I sipped tea, translated a text, eventually had some dinner at a very leisurely pace and then it was time for me to plug in my guitar and test the levels. Everything worked out fine and I sat back down again and chatted with the strangers that had taken up residence at my table. It was more of a communal table, really, since there were perhaps eight possible seats (an estimate considering two sides were benches built into the stone boat’s “deck”) and so several people came and went, almost wholly non-Chinese but from various countries. English was our common language.

Some other individuals arrived from the organizing committee and began to pull a large sheet between two trees on the shore. These were the people in charge of programming visuals for the night. As the sun slipped out of the sky, their images lit up the area and gathered a crowd of Chinese migrant workers and Sunday park-goers who gathered on the rocks and watched the silent film clips for several hours as though hypnotized. They were hypnotic, I must admit, and coupled with the music that was spinning by several dj’s including NARA (whose mixes were exquisite), they became hard to ignore.

When it came time for my set, a few of my school friends suddenly appeared to support me and I was grateful. The small area that I was facing was otherwise filled with strangers, so seeing some familiar faces was a treat. Behind me just a few paces was the water and this platform had no railing. I’m sure it was beautiful to see from the perspective of the audience, but I had visions of falling backwards with a splash and electrocution. . . and so I mostly stuck to the microphone and didn’t look behind me!

My voice carried to the tables and chairs on the shore as well, but the performance was really directed at this small area on the restaurant’s patio. The visuals continued throughout my set as well and I occasionally found my eyes pulled to watch while I sang as though I were simultaneously in two different roles: performer and audience. I had to consciously pull myself back and focus on what I was doing because the images were so compelling!
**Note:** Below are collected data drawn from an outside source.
//! Command-line interface for the wordwise dictionary.
//!
//! Looks up definitions through a public dictionary API, shows a word of the
//! day and remembers the last few searches.

use clap::{Parser, Subcommand};
use colored::*;
use indicatif::{ProgressBar, ProgressStyle};
use log::{LevelFilter, debug, error, info};
use std::io::Write;
use std::path::PathBuf;
use std::time::Duration;
use tokio::io::{AsyncBufReadExt, BufReader};
use wordwise::{Options, PickPolicy, View, Wordwise, error::Result, render};

#[derive(Parser, Debug)]
#[command(author, version, about = "WordWise dictionary CLI", long_about = None)]
struct Cli {
    #[command(subcommand)]
    command: Option<Commands>,

    /// Path to a custom database file for local state (optional)
    #[arg(long, global = true, env = "WORDWISE_DB_PATH")]
    db_path: Option<PathBuf>,

    /// Base URL of the dictionary API
    #[arg(long, global = true, env = "WORDWISE_API_BASE", default_value = wordwise::lookup::DEFAULT_API_BASE)]
    api_base: String,

    /// Request timeout in seconds
    #[arg(long, global = true, env = "WORDWISE_TIMEOUT_SECS", default_value_t = 10)]
    timeout_secs: u64,

    /// Pick the word of the day from the calendar date instead of at random
    #[arg(long, global = true, default_value_t = false)]
    daily: bool,

    /// Set verbosity level (use -v, -vv, or -vvv for increasing verbosity)
    #[arg(short, long, global = true, action = clap::ArgAction::Count)]
    verbose: u8,
}

#[derive(Subcommand, Debug)]
enum Commands {
    /// Start an interactive session (the default)
    Interactive,
    /// Define a word
    Define {
        /// The word to define
        word: String,
    },
    /// Show the word of the day
    Wotd,
    /// List recent searches
    Recent,
    /// Forget recent searches
    ClearHistory,
}

impl Cli {
    fn options(&self) -> Options {
        Options {
            db_path: self.db_path.clone(),
            api_base: self.api_base.clone(),
            timeout: Duration::from_secs(self.timeout_secs),
            policy: if self.daily {
                PickPolicy::Daily
            } else {
                PickPolicy::Random
            },
        }
    }
}

/// Sets up logging based on verbosity level.
fn setup_logging(verbose: u8) {
    let log_level = match verbose {
        0 => LevelFilter::Warn,
        1 => LevelFilter::Info,
        2 => LevelFilter::Debug,
        _ => LevelFilter::Trace,
    };

    env_logger::Builder::new()
        .filter(None, log_level)
        .format(|buf, record| writeln!(buf, "[{}] {}", record.level(), record.args()))
        .init();
}

/// Spinner shown while a request is outstanding.
fn spinner(message: String) -> ProgressBar {
    let pb = ProgressBar::new_spinner();
    pb.set_style(
        ProgressStyle::default_spinner()
            .template("{spinner:.green} {msg}")
            .unwrap_or_else(|_| ProgressStyle::default_spinner()),
    );
    pb.set_message(message);
    pb.enable_steady_tick(Duration::from_millis(100));
    pb
}

/// Main entry point for the CLI application.
#[tokio::main(flavor = "current_thread")]
async fn main() -> Result<()> {
    let cli = Cli::parse();

    setup_logging(cli.verbose);

    let mut ww = match Wordwise::open(&cli.options()) {
        Ok(ww) => ww,
        Err(e) => {
            error!("Failed to start: {}", e);
            eprintln!("{}", format!("Error: {}", e).red());
            std::process::exit(1);
        }
    };

    match cli.command.unwrap_or(Commands::Interactive) {
        Commands::Interactive => run_interactive(&mut ww).await?,
        Commands::Define { word } => {
            if !handle_define(&mut ww, &word).await {
                std::process::exit(1);
            }
        }
        Commands::Wotd => {
            if !handle_wotd(&mut ww).await {
                std::process::exit(1);
            }
        }
        Commands::Recent => print!("{}", render::recent(ww.state.recent())),
        Commands::ClearHistory => match ww.state.clear_recent() {
            Ok(()) => println!("{}", "Recent searches cleared.".green()),
            Err(e) => {
                error!("Failed to clear recent searches: {}", e);
                eprintln!("{}", format!("Error clearing recent searches: {}", e).red());
                std::process::exit(1);
            }
        },
    }

    Ok(())
}

/// Looks up `word`, renders the outcome and returns whether it succeeded.
async fn handle_define(ww: &mut Wordwise, word: &str) -> bool {
    let pb = spinner(format!("Looking up '{}'...", word.trim()));
    let outcome = ww.search(word).await;
    pb.finish_and_clear();

    match outcome {
        Ok(result) => {
            println!("{}", render::found(result.term()));
            print!("{}", render::result(&result));
            true
        }
        Err(e) => {
            debug!("Lookup failed: {:?}", e);
            eprintln!("{}", render::error(&e));
            false
        }
    }
}

async fn handle_wotd(ww: &mut Wordwise) -> bool {
    let pb = spinner("Fetching the word of the day...".to_string());
    let state = ww.refresh_word_of_day().await;
    pb.finish_and_clear();

    print!("{}", render::word_of_day(state));
    match &state.result {
        Some(result) => {
            print!("{}", render::result(result));
            true
        }
        None => false,
    }
}

fn show_landing(ww: &Wordwise) {
    print!("{}", render::view_header(View::Landing));
    print!("{}", render::word_of_day(ww.state.word_of_day()));
    print!("{}", render::recent(ww.state.recent()));
}

fn prompt(view: View) {
    let label = match view {
        View::Landing => "home",
        View::Search => "search",
    };
    print!("{} ", format!("{}>", label).bold());
    std::io::stdout().flush().ok();
}

/// A line typed in the search view.
#[derive(Debug, PartialEq, Eq)]
enum SearchInput<'a> {
    Back,
    Clear,
    Recent,
    Unknown(&'a str),
    Term(&'a str),
}

impl<'a> SearchInput<'a> {
    /// `:`-prefixed input is a command and never reaches the provider.
    fn parse(input: &'a str) -> Self {
        match input {
            ":back" => SearchInput::Back,
            ":clear" => SearchInput::Clear,
            ":recent" => SearchInput::Recent,
            command if command.starts_with(':') => SearchInput::Unknown(command),
            term => SearchInput::Term(term),
        }
    }
}

/// Two-view session: landing (word of the day, recent searches) and search.
async fn run_interactive(ww: &mut Wordwise) -> Result<()> {
    info!("Starting interactive session");
    let pb = spinner("Fetching the word of the day...".to_string());
    ww.refresh_word_of_day().await;
    pb.finish_and_clear();
    show_landing(ww);

    let mut lines = BufReader::new(tokio::io::stdin()).lines();
    loop {
        prompt(ww.state.view());
        let Some(line) = lines.next_line().await? else {
            break;
        };
        let input = line.trim();
        if matches!(input, ":quit" | ":q") {
            break;
        }

        match ww.state.view() {
            View::Landing => match input {
                "start" | "s" => {
                    ww.state.start();
                    print!("{}", render::view_header(View::Search));
                }
                "wotd" => {
                    let pb = spinner("Fetching the word of the day...".to_string());
                    let state = ww.refresh_word_of_day().await;
                    pb.finish_and_clear();
                    print!("{}", render::word_of_day(state));
                }
                "" => {}
                _ => println!("{}", "Type 'start' to begin searching.".dimmed()),
            },
            View::Search => match SearchInput::parse(input) {
                SearchInput::Back => {
                    ww.state.back();
                    show_landing(ww);
                }
                SearchInput::Clear => {
                    ww.state.clear();
                    println!("{}", "Form cleared".blue());
                }
                SearchInput::Recent => print!("{}", render::recent(ww.state.recent())),
                SearchInput::Unknown(command) => println!(
                    "{}",
                    format!(
                        "Unknown command '{}'. Use ':back', ':clear', ':recent' or ':quit'.",
                        command
                    )
                    .yellow()
                ),
                SearchInput::Term(term) => {
                    handle_define(ww, term).await;
                }
            },
        }
    }

    println!();
    Ok(())
}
When my set was finished, (and it was very casual and consisted of both English and Chinese – quick spontaneous translations on my part – considering the very mixed audience), I walked around the site more and discovered a brilliant display of items for “exchange.” This was a pile of items that anyone could take, like a free garage sale. People were sorting through the clothing and sifting through smaller items and I’m not sure if much was taken and given a new home, but I love the concept. There was no expectation to actually “exchange” item for item, but the idea of giving away things to others is always positive, both for the person who is minimizing their possessions and for the person who is happy to acquire something new. In this way, it’s a “win-win” exchange, so aptly named.

The best feature of this restaurant was its upstairs room that truly resembled an enclosed upper deck and/or sleeping cabin in a mid-sized leisure craft. Climbing the super steep stairs was also interesting (treacherous?!) and when I got to the top, I found a young man sitting cross-legged on a couch directly facing the stairs who was offering tarot card readings. I asked how much he charged and he told me (with a French accent) that it was 100 kuai. I answered him in French that I’d be happy to have a reading if he’d take a barter of one CD. He smiled and agreed. I sat down to a fairly accurate description of my current life by a complete stranger. I do love a good fortune and this one was fairly encouraging.

I slipped him a CD later on in the evening by ascending the stairs enough to show my head above the landing and then extending a CD through the railings. I leaned it against the chair within my reach. He was in the process of giving someone else a reading and he smiled at me quietly and nodded. Another exchange.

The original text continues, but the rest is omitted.